Expert: Paul Klarreich - 5/4/2006

Question
Sorry, I made a mistake. This is the correct equation:

x^4 = 4(x^2-y^2)
1) Find the four points where the tangent is horizontal
2) Find the two points where the tangent is vertical
Thank you very much
Hope to hear from you soon
Emma  

Answer
Hi, Emma,
An Eight Curve (or Gerono Lemniscate): Question revised
Question:  Sorry, I made a mistake. This is the correct equation:

x^4 = 4(x^2-y^2)
1) Find the four points where the tangent is horizontal
2) Find the two points where the tangent is vertical
Thank you very much
Hope to hear from you soon
Emma  
-----------------------------
That's better.  Try implicit differentiation:

x^4 = 4x^2 - 4y^2

4x^3 = 8x - 8y y'

8y y' = 8x - 4x^3

2y y' = 2x - x^3
    2x - x^3
y' = ---------
       2y
Now you are in business, sort of.  You will have a tangent that is:

A. horizontal when y' = 0, which means the top is zero.

2x - x^3 = 0
x(2 - x^2) = 0

x = 0  or  x = +- sqrt(2)

Those are the x-coordinates.  We want y as well, for each.  Solve in the original equation:

x = 0:  0 = 0 - 4y^2 -->  y = 0.  That is no good, because y' will be undefined there.

x = sqrt(2):  4 = 4(2) - 4y^2 --> 1 = 2 - y^2  --> y^2 = 1  --> y = +- 1.

So the four points are  (+-sqrt(2), +-1)

B. Vertical when y' is undefined, which means y = 0.  Now solve again:

y = 0:  x^4 = 4x^2  -->  x^2 = 4 -->  x = +- 2.

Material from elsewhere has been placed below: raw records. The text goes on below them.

//! Keybinding registry: maps key presses to semantic actions.
//!
//! Defaults cover the whole keymap; the `[keybindings]` table in the config
//! file can rebind any action by name. A config override binds its key to
//! the named action, replacing whatever that key previously did.

use crossterm::event::{KeyCode, KeyModifiers};
use std::collections::HashMap;

/// Semantic input actions, interpreted per view by the input dispatcher.
#[derive(Debug, Clone, Copy, PartialEq, Eq)]
pub enum Action {
    Quit,
    NavUp,
    NavDown,
    /// Activate the entry under the cursor (navbar entry or tile).
    Select,
    /// Switch focus between the navbar and the tile grid.
    CycleFocus,
    HistoryBack,
    HistoryForward,
    /// Re-fetch the manifest (fresh page load).
    Reload,
    Help,
    ToggleTheme,
    Top,
    Bottom,
    PageUp,
    PageDown,
}

impl Action {
    /// Parse an action name as it appears in the config file.
    fn from_config_name(name: &str) -> Option<Self> {
        match name {
            "quit" => Some(Self::Quit),
            "nav_up" => Some(Self::NavUp),
            "nav_down" => Some(Self::NavDown),
            "select" => Some(Self::Select),
            "cycle_focus" => Some(Self::CycleFocus),
            "history_back" => Some(Self::HistoryBack),
            "history_forward" => Some(Self::HistoryForward),
            "reload" => Some(Self::Reload),
            "help" => Some(Self::Help),
            "toggle_theme" => Some(Self::ToggleTheme),
            "top" => Some(Self::Top),
            "bottom" => Some(Self::Bottom),
            "page_up" => Some(Self::PageUp),
            "page_down" => Some(Self::PageDown),
            _ => None,
        }
    }
}

/// A single bindable key: code plus modifiers.
type Key = (KeyCode, KeyModifiers);

/// Registry of key → action bindings with config-file overrides.
#[derive(Debug, Clone)]
pub struct KeybindingRegistry {
    bindings: HashMap<Key, Action>,
}

impl Default for KeybindingRegistry {
    fn default() -> Self {
        Self::new()
    }
}

impl KeybindingRegistry {
    /// Build the default keymap.
    pub fn new() -> Self {
        let none = KeyModifiers::NONE;
        let ctrl = KeyModifiers::CONTROL;
        let defaults: &[(KeyCode, KeyModifiers, Action)] = &[
            (KeyCode::Char('q'), none, Action::Quit),
            (KeyCode::Char('j'), none, Action::NavDown),
            (KeyCode::Down, none, Action::NavDown),
            (KeyCode::Char('k'), none, Action::NavUp),
            (KeyCode::Up, none, Action::NavUp),
            (KeyCode::Enter, none, Action::Select),
            (KeyCode::Tab, none, Action::CycleFocus),
            (KeyCode::Char('['), none, Action::HistoryBack),
            (KeyCode::Backspace, none, Action::HistoryBack),
            (KeyCode::Esc, none, Action::HistoryBack),
            (KeyCode::Char(']'), none, Action::HistoryForward),
            (KeyCode::Char('r'), none, Action::Reload),
            (KeyCode::Char('?'), none, Action::Help),
            (KeyCode::Char('t'), none, Action::ToggleTheme),
            (KeyCode::Char('g'), none, Action::Top),
            (KeyCode::Char('G'), none, Action::Bottom),
            (KeyCode::Char('u'), ctrl, Action::PageUp),
            (KeyCode::Char('d'), ctrl, Action::PageDown),
            (KeyCode::PageUp, none, Action::PageUp),
            (KeyCode::PageDown, none, Action::PageDown),
        ];

        let bindings = defaults
            .iter()
            .map(|&(code, mods, action)| ((code, mods), action))
            .collect();

        Self { bindings }
    }

    /// Build the default keymap and apply config overrides on top.
    ///
    /// Unknown action names and unparseable key strings are skipped with a
    /// warning rather than failing startup.
    pub fn with_overrides(overrides: &HashMap<String, String>) -> Self {
        let mut registry = Self::new();
        for (action_name, key_str) in overrides {
            let Some(action) = Action::from_config_name(action_name) else {
                tracing::warn!(action = %action_name, "Unknown action in [keybindings], ignoring");
                continue;
            };
            let Some(key) = parse_key(key_str) else {
                tracing::warn!(key = %key_str, "Unparseable key in [keybindings], ignoring");
                continue;
            };
            registry.bindings.insert(key, action);
        }
        registry
    }

    /// Look up the action bound to a key press.
    ///
    /// SHIFT is stripped for character keys, since the case is already in the
    /// char itself (crossterm reports 'G' as Char('G') + SHIFT).
    pub fn action_for_key(&self, code: KeyCode, modifiers: KeyModifiers) -> Option<Action> {
        let mods = match code {
            KeyCode::Char(_) => modifiers.difference(KeyModifiers::SHIFT),
            _ => modifiers,
        };
        self.bindings.get(&(code, mods)).copied()
    }
}

/// Parse a key string from the config file: "q", "Ctrl+q", "F5", "Enter", ...
fn parse_key(s: &str) -> Option<Key> {
    let mut modifiers = KeyModifiers::NONE;
    let mut rest = s.trim();

    loop {
        let lower = rest.to_ascii_lowercase();
        if let Some(tail) = lower.strip_prefix("ctrl+") {
            modifiers |= KeyModifiers::CONTROL;
            rest = &rest[rest.len() - tail.len()..];
        } else if let Some(tail) = lower.strip_prefix("alt+") {
            modifiers |= KeyModifiers::ALT;
            rest = &rest[rest.len() - tail.len()..];
        } else if let Some(tail) = lower.strip_prefix("shift+") {
            modifiers |= KeyModifiers::SHIFT;
            rest = &rest[rest.len() - tail.len()..];
        } else {
            break;
        }
    }

    let code = match rest.to_ascii_lowercase().as_str() {
        "enter" => KeyCode::Enter,
        "tab" => KeyCode::Tab,
        "esc" | "escape" => KeyCode::Esc,
        "space" => KeyCode::Char(' '),
        "backspace" => KeyCode::Backspace,
        "up" => KeyCode::Up,
        "down" => KeyCode::Down,
        "left" => KeyCode::Left,
        "right" => KeyCode::Right,
        "pageup" => KeyCode::PageUp,
        "pagedown" => KeyCode::PageDown,
        "home" => KeyCode::Home,
        "end" => KeyCode::End,
        f if f.starts_with('f') && f.len() > 1 => {
            let n: u8 = f[1..].parse().ok()?;
            if n == 0 || n > 24 {
                return None;
            }
            KeyCode::F(n)
        }
        _ => {
            let mut chars = rest.chars();
            let c = chars.next()?;
            if chars.next().is_some() {
                return None;
            }
            KeyCode::Char(c)
        }
    };

    // Char keys fold SHIFT into the char itself, same as lookup
    if let KeyCode::Char(_) = code {
        modifiers = modifiers.difference(KeyModifiers::SHIFT);
    }

    Some((code, modifiers))
}

#[cfg(test)]
mod tests {
    use super::*;

    #[test]
    fn test_default_bindings() {
        let reg = KeybindingRegistry::new();
        assert_eq!(
            reg.action_for_key(KeyCode::Char('q'), KeyModifiers::NONE),
            Some(Action::Quit)
        );
        assert_eq!(
            reg.action_for_key(KeyCode::Enter, KeyModifiers::NONE),
            Some(Action::Select)
        );
        assert_eq!(
            reg.action_for_key(KeyCode::Char('d'), KeyModifiers::CONTROL),
            Some(Action::PageDown)
        );
        assert_eq!(
            reg.action_for_key(KeyCode::Char('x'), KeyModifiers::NONE),
            None
        );
    }

    #[test]
    fn test_shift_stripped_for_chars() {
        let reg = KeybindingRegistry::new();
        // 'G' arrives as Char('G') + SHIFT
        assert_eq!(
            reg.action_for_key(KeyCode::Char('G'), KeyModifiers::SHIFT),
            Some(Action::Bottom)
        );
    }

    #[test]
    fn test_parse_key_strings() {
        assert_eq!(
            parse_key("q"),
            Some((KeyCode::Char('q'), KeyModifiers::NONE))
        );
        assert_eq!(
            parse_key("Ctrl+q"),
            Some((KeyCode::Char('q'), KeyModifiers::CONTROL))
        );
        assert_eq!(parse_key("F5"), Some((KeyCode::F(5), KeyModifiers::NONE)));
        assert_eq!(parse_key("Enter"), Some((KeyCode::Enter, KeyModifiers::NONE)));
        assert_eq!(
            parse_key("Space"),
            Some((KeyCode::Char(' '), KeyModifiers::NONE))
        );
        assert_eq!(parse_key("F99"), None);
        assert_eq!(parse_key("NoSuchKey"), None);
    }

    #[test]
    fn test_override_rebinds_key() {
        let mut overrides = HashMap::new();
        overrides.insert("quit".to_string(), "Ctrl+c".to_string());
        let reg = KeybindingRegistry::with_overrides(&overrides);

        assert_eq!(
            reg.action_for_key(KeyCode::Char('c'), KeyModifiers::CONTROL),
            Some(Action::Quit)
        );
        // The default binding is untouched
        assert_eq!(
            reg.action_for_key(KeyCode::Char('q'), KeyModifiers::NONE),
            Some(Action::Quit)
        );
    }

    #[test]
    fn test_override_steals_bound_key() {
        let mut overrides = HashMap::new();
        overrides.insert("reload".to_string(), "q".to_string());
        let reg = KeybindingRegistry::with_overrides(&overrides);

        assert_eq!(
            reg.action_for_key(KeyCode::Char('q'), KeyModifiers::NONE),
            Some(Action::Reload)
        );
    }

    #[test]
    fn test_invalid_overrides_skipped() {
        let mut overrides = HashMap::new();
        overrides.insert("no_such_action".to_string(), "q".to_string());
        overrides.insert("quit".to_string(), "NotAKey99".to_string());
        let reg = KeybindingRegistry::with_overrides(&overrides);

        // Defaults survive both bad entries
        assert_eq!(
            reg.action_for_key(KeyCode::Char('q'), KeyModifiers::NONE),
            Some(Action::Quit)
        );
    }
}
use contracts::{Herd, HerdFilter, NewHerd, api::PageRequest};
use sqlx::{Executor, Sqlite};
use uuid::Uuid;

pub const HERD_COLUMNS: &str = "id, name, location, capacity, created_at, updated_at";

/// Persistence access for [`Herd`] rows.
pub struct HerdRepository;

impl HerdRepository {
    pub async fn create<'e, E>(executor: E, id: Uuid, data: &NewHerd) -> Result<Herd, sqlx::Error>
    where
        E: Executor<'e, Database = Sqlite>,
    {
        sqlx::query_as::<_, Herd>(&format!(
            "INSERT INTO herds (id, name, location, capacity) VALUES (?, ?, ?, ?) RETURNING {HERD_COLUMNS}"
        ))
        .bind(id)
        .bind(&data.name)
        .bind(&data.location)
        .bind(data.capacity)
        .fetch_one(executor)
        .await
    }

    pub async fn find_by_id<'e, E>(executor: E, id: Uuid) -> Result<Option<Herd>, sqlx::Error>
    where
        E: Executor<'e, Database = Sqlite>,
    {
        sqlx::query_as::<_, Herd>(&format!("SELECT {HERD_COLUMNS} FROM herds WHERE id = ?"))
            .bind(id)
            .fetch_optional(executor)
            .await
    }

    pub async fn find_by_name<'e, E>(executor: E, name: &str) -> Result<Option<Herd>, sqlx::Error>
    where
        E: Executor<'e, Database = Sqlite>,
    {
        sqlx::query_as::<_, Herd>(&format!("SELECT {HERD_COLUMNS} FROM herds WHERE name = ?"))
            .bind(name)
            .fetch_optional(executor)
            .await
    }

    /// Herds have no filterable fields; the filter only carries paging.
    pub async fn find_many<'e, E>(
        executor: E,
        _filter: &HerdFilter,
        page: PageRequest,
    ) -> Result<Vec<Herd>, sqlx::Error>
    where
        E: Executor<'e, Database = Sqlite>,
    {
        sqlx::query_as::<_, Herd>(&format!(
            "SELECT {HERD_COLUMNS} FROM herds ORDER BY name, id LIMIT ? OFFSET ?"
        ))
        .bind(page.limit())
        .bind(page.offset())
        .fetch_all(executor)
        .await
    }

    pub async fn count<'e, E>(executor: E, _filter: &HerdFilter) -> Result<i64, sqlx::Error>
    where
        E: Executor<'e, Database = Sqlite>,
    {
        sqlx::query_scalar::<_, i64>("SELECT COUNT(*) FROM herds")
            .fetch_one(executor)
            .await
    }

    pub async fn update<'e, E>(executor: E, id: Uuid, data: &NewHerd) -> Result<Option<Herd>, sqlx::Error>
    where
        E: Executor<'e, Database = Sqlite>,
    {
        sqlx::query_as::<_, Herd>(&format!(
            r#"UPDATE herds
               SET name = ?, location = ?, capacity = ?, updated_at = datetime('now', 'subsec')
               WHERE id = ?
               RETURNING {HERD_COLUMNS}"#
        ))
        .bind(&data.name)
        .bind(&data.location)
        .bind(data.capacity)
        .bind(id)
        .fetch_optional(executor)
        .await
    }

    /// Number of animals currently assigned to the herd.
    pub async fn head_count<'e, E>(executor: E, id: Uuid) -> Result<i64, sqlx::Error>
    where
        E: Executor<'e, Database = Sqlite>,
    {
        sqlx::query_scalar::<_, i64>("SELECT COUNT(*) FROM animals WHERE herd_id = ?")
            .bind(id)
            .fetch_one(executor)
            .await
    }

    pub async fn delete<'e, E>(executor: E, id: Uuid) -> Result<u64, sqlx::Error>
    where
        E: Executor<'e, Database = Sqlite>,
    {
        let result = sqlx::query("DELETE FROM herds WHERE id = ?")
            .bind(id)
            .execute(executor)
            .await?;
        Ok(result.rows_affected())
    }
}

So the two points are:  (+-2, 0)

You could use your graphing calculator (sorry, I don't have one, so I can't tell you how) to confirm this.  Plot  y = + (1/2)sqrt(4x^2 - x^4) and minus that as separate graphs.

Just remember this 'trick' -- a fraction is zero when the top is zero, and undefined when the bottom is zero.  If both are, then all bets are off.